Output all entries precisely.

[Dataset entries]
╔══
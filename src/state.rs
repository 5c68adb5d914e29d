use fxhash::FxBuildHasher;
use grid_util::grid::{BoolGrid, Grid};
use grid_util::point::Point;
use indexmap::map::Entry::{Occupied, Vacant};
use indexmap::IndexMap;

use crate::maze::Maze;

type FxIndexMap<K, V> = IndexMap<K, V, FxBuildHasher>;

/// Per-run mutable search state. Every engine invocation builds a fresh one, so nothing leaks
/// between the DFS, BFS and A* runs.
///
/// The parent tree is an insertion-ordered map from a cell to `(parent index, cost)`, where the
/// parent index points back into the same map. The root is its own parent.
#[derive(Clone, Debug)]
pub struct SearchState {
    visited: BoolGrid,
    /// Best complete distance found so far; [None] stands for +inf.
    pub best_distance: Option<usize>,
    parents: FxIndexMap<Point, (usize, usize)>,
    /// Live DFS recursion stack.
    pub current_path: Vec<Point>,
    /// Best DFS path found so far.
    pub best_path: Vec<Point>,
}

impl SearchState {
    pub fn new(maze: &Maze) -> SearchState {
        SearchState {
            visited: BoolGrid::new(maze.height(), maze.width(), false),
            best_distance: None,
            parents: FxIndexMap::default(),
            current_path: Vec::new(),
            best_path: Vec::new(),
        }
    }

    /// `pos` must be inside the maze the state was built for.
    pub fn is_visited(&self, pos: Point) -> bool {
        debug_assert!(self.visited.point_in_bounds(pos));
        self.visited.get_point(pos)
    }
    pub fn set_visited(&mut self, pos: Point, visited: bool) {
        debug_assert!(self.visited.point_in_bounds(pos));
        self.visited.set_point(pos, visited);
    }
    pub fn visited_count(&self) -> usize {
        self.visited
            .values
            .iter()
            .map(|word| word.count_ones() as usize)
            .sum()
    }

    /// Whether a distance would be pruned by the best complete distance found so far.
    pub fn cannot_improve(&self, dist: usize) -> bool {
        self.best_distance.is_some_and(|best| dist >= best)
    }

    /// Makes `root` the self-parented root of the parent tree with cost 0.
    pub fn set_root(&mut self, root: Point) {
        let (ix, _) = self.parents.insert_full(root, (0, 0));
        self.parents[ix] = (ix, 0);
    }
    /// Records `parent` as the predecessor of `node` if `cost` beats the stored cost. Returns
    /// whether the tree changed. The parent must already be in the tree.
    pub fn relax(&mut self, node: Point, parent: Point, cost: usize) -> bool {
        let Some(parent_ix) = self.parents.get_index_of(&parent) else {
            return false;
        };
        match self.parents.entry(node) {
            Vacant(e) => {
                e.insert((parent_ix, cost));
                true
            }
            Occupied(mut e) => {
                if e.get().1 > cost {
                    e.insert((parent_ix, cost));
                    true
                } else {
                    false
                }
            }
        }
    }
    pub fn is_discovered(&self, pos: Point) -> bool {
        self.parents.contains_key(&pos)
    }
    /// The best known cost to `pos`, [None] (+inf) if it was never reached.
    pub fn cost(&self, pos: Point) -> Option<usize> {
        self.parents.get(&pos).map(|&(_, c)| c)
    }
    pub fn parent(&self, pos: Point) -> Option<Point> {
        let &(parent_ix, _) = self.parents.get(&pos)?;
        self.parents.get_index(parent_ix).map(|(p, _)| *p)
    }

    /// Walks parent pointers from `end` back to the root and returns the path root-first.
    /// Empty when `end` was never reached.
    pub fn reverse_path(&self, end: Point) -> Vec<Point> {
        let Some(end_ix) = self.parents.get_index_of(&end) else {
            return Vec::new();
        };
        let mut path: Vec<Point> = std::iter::successors(Some(end_ix), |&ix| {
            let &(parent_ix, _) = self.parents.get_index(ix)?.1;
            (parent_ix != ix).then_some(parent_ix)
        })
        .filter_map(|ix| self.parents.get_index(ix).map(|(p, _)| *p))
        .collect();
        path.reverse();
        path
    }
}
╚══
Response box
filename src/state.rs
repository 5c68adb5d914e29d
use fxhash::FxBuildHasher;
use grid_util::grid::{BoolGrid, Grid};
use grid_util::point::Point;
use indexmap::map::Entry::{Occupied, Vacant};
use indexmap::IndexMap;

use crate::maze::Maze;

type FxIndexMap<K, V> = IndexMap<K, V, FxBuildHasher>;

/// Per-run mutable search state. Every engine invocation builds a fresh one, so nothing leaks
/// between the DFS, BFS and A* runs.
///
/// The parent tree is an insertion-ordered map from a cell to `(parent index, cost)`, where the
/// parent index points back into the same map. The root is its own parent.
#[derive(Clone, Debug)]
pub struct SearchState {
    visited: BoolGrid,
    /// Best complete distance found so far; [None] stands for +inf.
    pub best_distance: Option<usize>,
    parents: FxIndexMap<Point, (usize, usize)>,
    /// Live DFS recursion stack.
    pub current_path: Vec<Point>,
    /// Best DFS path found so far.
    pub best_path: Vec<Point>,
}

impl SearchState {
    pub fn new(maze: &Maze) -> SearchState {
        SearchState {
            visited: BoolGrid::new(maze.height(), maze.width(), false),
            best_distance: None,
            parents: FxIndexMap::default(),
            current_path: Vec::new(),
            best_path: Vec::new(),
        }
    }

    /// `pos` must be inside the maze the state was built for.
    pub fn is_visited(&self, pos: Point) -> bool {
        debug_assert!(self.visited.point_in_bounds(pos));
        self.visited.get_point(pos)
    }
    pub fn set_visited(&mut self, pos: Point, visited: bool) {
        debug_assert!(self.visited.point_in_bounds(pos));
        self.visited.set_point(pos, visited);
    }
    pub fn visited_count(&self) -> usize {
        self.visited
            .values
            .iter()
            .map(|word| word.count_ones() as usize)
            .sum()
    }

    /// Whether a distance would be pruned by the best complete distance found so far.
    pub fn cannot_improve(&self, dist: usize) -> bool {
        self.best_distance.is_some_and(|best| dist >= best)
    }

    /// Makes `root` the self-parented root of the parent tree with cost 0.
    pub fn set_root(&mut self, root: Point) {
        let (ix, _) = self.parents.insert_full(root, (0, 0));
        self.parents[ix] = (ix, 0);
    }
    /// Records `parent` as the predecessor of `node` if `cost` beats the stored cost. Returns
    /// whether the tree changed. The parent must already be in the tree.
    pub fn relax(&mut self, node: Point, parent: Point, cost: usize) -> bool {
        let Some(parent_ix) = self.parents.get_index_of(&parent) else {
            return false;
        };
        match self.parents.entry(node) {
            Vacant(e) => {
                e.insert((parent_ix, cost));
                true
            }
            Occupied(mut e) => {
                if e.get().1 > cost {
                    e.insert((parent_ix, cost));
                    true
                } else {
                    false
                }
            }
        }
    }
    pub fn is_discovered(&self, pos: Point) -> bool {
        self.parents.contains_key(&pos)
    }
    /// The best known cost to `pos`, [None] (+inf) if it was never reached.
    pub fn cost(&self, pos: Point) -> Option<usize> {
        self.parents.get(&pos).map(|&(_, c)| c)
    }
    pub fn parent(&self, pos: Point) -> Option<Point> {
        let &(parent_ix, _) = self.parents.get(&pos)?;
        self.parents.get_index(parent_ix).map(|(p, _)| *p)
    }

    /// Walks parent pointers from `end` back to the root and returns the path root-first.
    /// Empty when `end` was never reached.
    pub fn reverse_path(&self, end: Point) -> Vec<Point> {
        let Some(end_ix) = self.parents.get_index_of(&end) else {
            return Vec::new();
        };
        let mut path: Vec<Point> = std::iter::successors(Some(end_ix), |&ix| {
            let &(parent_ix, _) = self.parents.get_index(ix)?.1;
            (parent_ix != ix).then_some(parent_ix)
        })
        .filter_map(|ix| self.parents.get_index(ix).map(|(p, _)| *p))
        .collect();
        path.reverse();
        path
    }
}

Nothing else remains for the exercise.